I. INTRODUCTION
In recent years, AI has been the mainstream technology of the 4th Industrial Revolution and has attracted the most attention in businesses, government policy and IT industry. However, it seems difficult for SMEs, Small-Giants and start-ups to follow the precise trends and indicators of the era in the 4th Industrial Revolution [2]. Among the AI industry groups, deep-running and speech-recognition are the most popular areas. Many companies invest and develop in this field, but it is not easy for start-ups and SMEs to survive. Many global companies have successfully developed interactive dialogue-based Chatbots using speech-recognition, but Korean speech-recognition based Chatbots are still poorly recognized than English Chatbots. The reason is that the UI was given more weight. The other is that the research perspective was different from the global one, due to AI research in Korea started later than global, and focused on only commercial aspects [1-3].
The goal of this study is to acquire user-oriented AI technology that has user-friendly interface and user-oriented usability. Therefore, it is necessary to implement the Chatbot system that can lead technological innovation by using accurate sentence analysis, syllable analysis, and automatic estimation word prediction method based on speech and text, and to secure technological ability to operate easily in Korean [2].
II. PREPARATION
Digital speech processing is classified into STT and TTS, that is, recognition and synthesis. Therefore, STT converts speech to text, and vice versa is TTS. STT is one of the hottest areas that have been continuously studied by many researchers. It also serves as an intermediary for dialogue between humans and robots. The reason why STT is attracting attention in AI industry is that it is applicable to various fields and it is one of the good tools to increase profit by fast and clear data processing [3,8].

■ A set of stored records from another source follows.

//! Formatted terminal output: statistics panel, raw data table, catalog list.
//!
//! Formatting lives here so the pipeline and the TUI share one rendering of
//! numbers and labels.

use crate::catalog::{Indicator, IndicatorCatalog};
use crate::domain::{PercentChange, ShapedSeries, SummaryStats};

pub const DATA_SOURCE: &str = "Data source: Federal Reserve Economic Data (FRED)";

/// `1234567.891` -> `1,234,567.89`.
pub fn format_value(v: f64) -> String {
    if !v.is_finite() {
        return v.to_string();
    }
    let fixed = format!("{:.2}", v.abs());
    let (int_part, frac_part) = fixed.split_once('.').unwrap_or((fixed.as_str(), "00"));

    let mut grouped = String::with_capacity(int_part.len() + int_part.len() / 3);
    for (i, ch) in int_part.chars().enumerate() {
        if i > 0 && (int_part.len() - i) % 3 == 0 {
            grouped.push(',');
        }
        grouped.push(ch);
    }

    // Avoid "-0.00".
    let sign = if v < 0.0 && fixed.bytes().any(|b| b.is_ascii_digit() && b != b'0') {
        "-"
    } else {
        ""
    };
    format!("{sign}{grouped}.{frac_part}")
}

/// Percent change as a signed delta (`+2.86%`), or `n/a`.
pub fn format_change(change: PercentChange) -> String {
    match change {
        PercentChange::Percent(v) => format!("{v:+.2}%"),
        PercentChange::Unavailable | PercentChange::Undefined => "n/a".to_string(),
    }
}

/// Key statistics block.
pub fn format_stats(series: &ShapedSeries, stats: &SummaryStats) -> String {
    let mut out = String::new();
    out.push_str("Key Statistics\n");
    out.push_str(&format!(
        "Latest ({}): {} {} ({})\n",
        stats.latest_period,
        format_value(stats.latest_value),
        series.units,
        format_change(stats.pct_change),
    ));
    out.push_str(&format!(
        "Minimum: {} ({})\n",
        format_value(stats.min_value),
        stats.min_period
    ));
    out.push_str(&format!(
        "Maximum: {} ({})\n",
        format_value(stats.max_value),
        stats.max_period
    ));
    out.push_str(&format!("Average: {}\n", format_value(stats.mean_value)));
    out
}

/// Full `show` output header + stats + description.
pub fn format_run_summary(indicator: &Indicator, series: &ShapedSeries, stats: &SummaryStats) -> String {
    let mut out = String::new();
    out.push_str(&format!("=== {} [{}] ===\n", series.title, series.series_id));
    out.push_str(&format!("Units: {}\n", series.units));
    out.push_str(&format!("Points: {}\n\n", series.len()));
    out.push_str(&format_stats(series, stats));
    out.push_str("\nAbout this Indicator\n");
    out.push_str(indicator.description_or_default());
    out.push('\n');
    out
}

/// Raw data table, newest first.
pub fn format_raw_table(series: &ShapedSeries) -> String {
    let mut out = String::new();
    out.push_str(&format!("{:<10} {:<8} {:>16}\n", "date", "quarter", "value"));
    out.push_str(&format!("{:-<10} {:-<8} {:->16}\n", "", "", ""));
    for row in series.rows.iter().rev() {
        out.push_str(&format!(
            "{:<10} {:<8} {:>16}\n",
            row.date.format("%Y-%m-%d"),
            row.quarter,
            format_value(row.value)
        ));
    }
    out
}

/// Catalog listing for `econ list`.
pub fn format_catalog(catalog: &IndicatorCatalog) -> String {
    let mut out = String::new();
    out.push_str(&format!("{:<18} {:<36} {}\n", "series_id", "name", "units"));
    out.push_str(&format!("{:-<18} {:-<36} {:-<5}\n", "", "", ""));
    for ind in catalog.iter() {
        out.push_str(
            format!("{:<18} {:<36} {}\n", ind.series_id, ind.name, ind.units)
                .trim_end(),
        );
        out.push('\n');
    }
    out
}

In order to achieve the goal of this study, mobile applications developed from outside have been analyzed and the feasibility of utilizing the API has been examined. Based on this, practical problems were analyzed and the direction of development was determined. The external APIs to be analyzed is developed by best IT player in Korea such as KaKao, Naver, and ETRI. The advantage of the KaKao STT was obvious speech-recognition and clear and sophisticated word processing. However, it is not easy to systematic techniques in this study by benchmarking [2].
The advantage of ETRI STT was that it was able to analyze Korean sentences obviously and speed up data processing, but it was difficult to transplant to this study compared to other STTs because it used the basic interface.
For this study, various mobile devices such as Galaxy S7, Galaxy Note8, LG G6, Galaxy Tab A and LG V10 have been prepared. The main items tested were speech recognition rate and processing speed for each model. Further, WiFi and three mobile carrier’s networks were used to understand the diversity of the network [7].
MySQL and LINUX (Ubuntu, SSD Samsung 850, x86_64bit, intel-core i5-6600 @ CPU 3.30GHz) were used as database and server. The target application is a beverage ordering system, and the Chatbot engine will be implemented to use this application. The emphasis was on developing an engine that would make it easier to upgrade the application in the future. The reason for using many devices and servers during development is to minimize the inherent characteristic problems of each device [1].
The starting point of this study is the WebChatBot as shown in Fig. 1. This is one of the basic Chatbot systems. Hereinafter this shall be referred as a menu-driven method for convenience. The advantage of this system is that it gives users a clear choice. It is also an important advantage that users are encouraged to select only the choices shown in well-organized stories. However, the administrator had to make all standard choices in advance, which caused frequent network communications and took an average of 1~2 minutes to get the final results. Thus, a persistent problems are a slow response and consuming lots of network resources [3-5].
In order to overcome the problems of the menu-driven method, the study for speech-recognition method system has begun. If "Americano" is input by speech, it is designed to be able to distinguish objects, actions, and preferences as shown in Fig. 2.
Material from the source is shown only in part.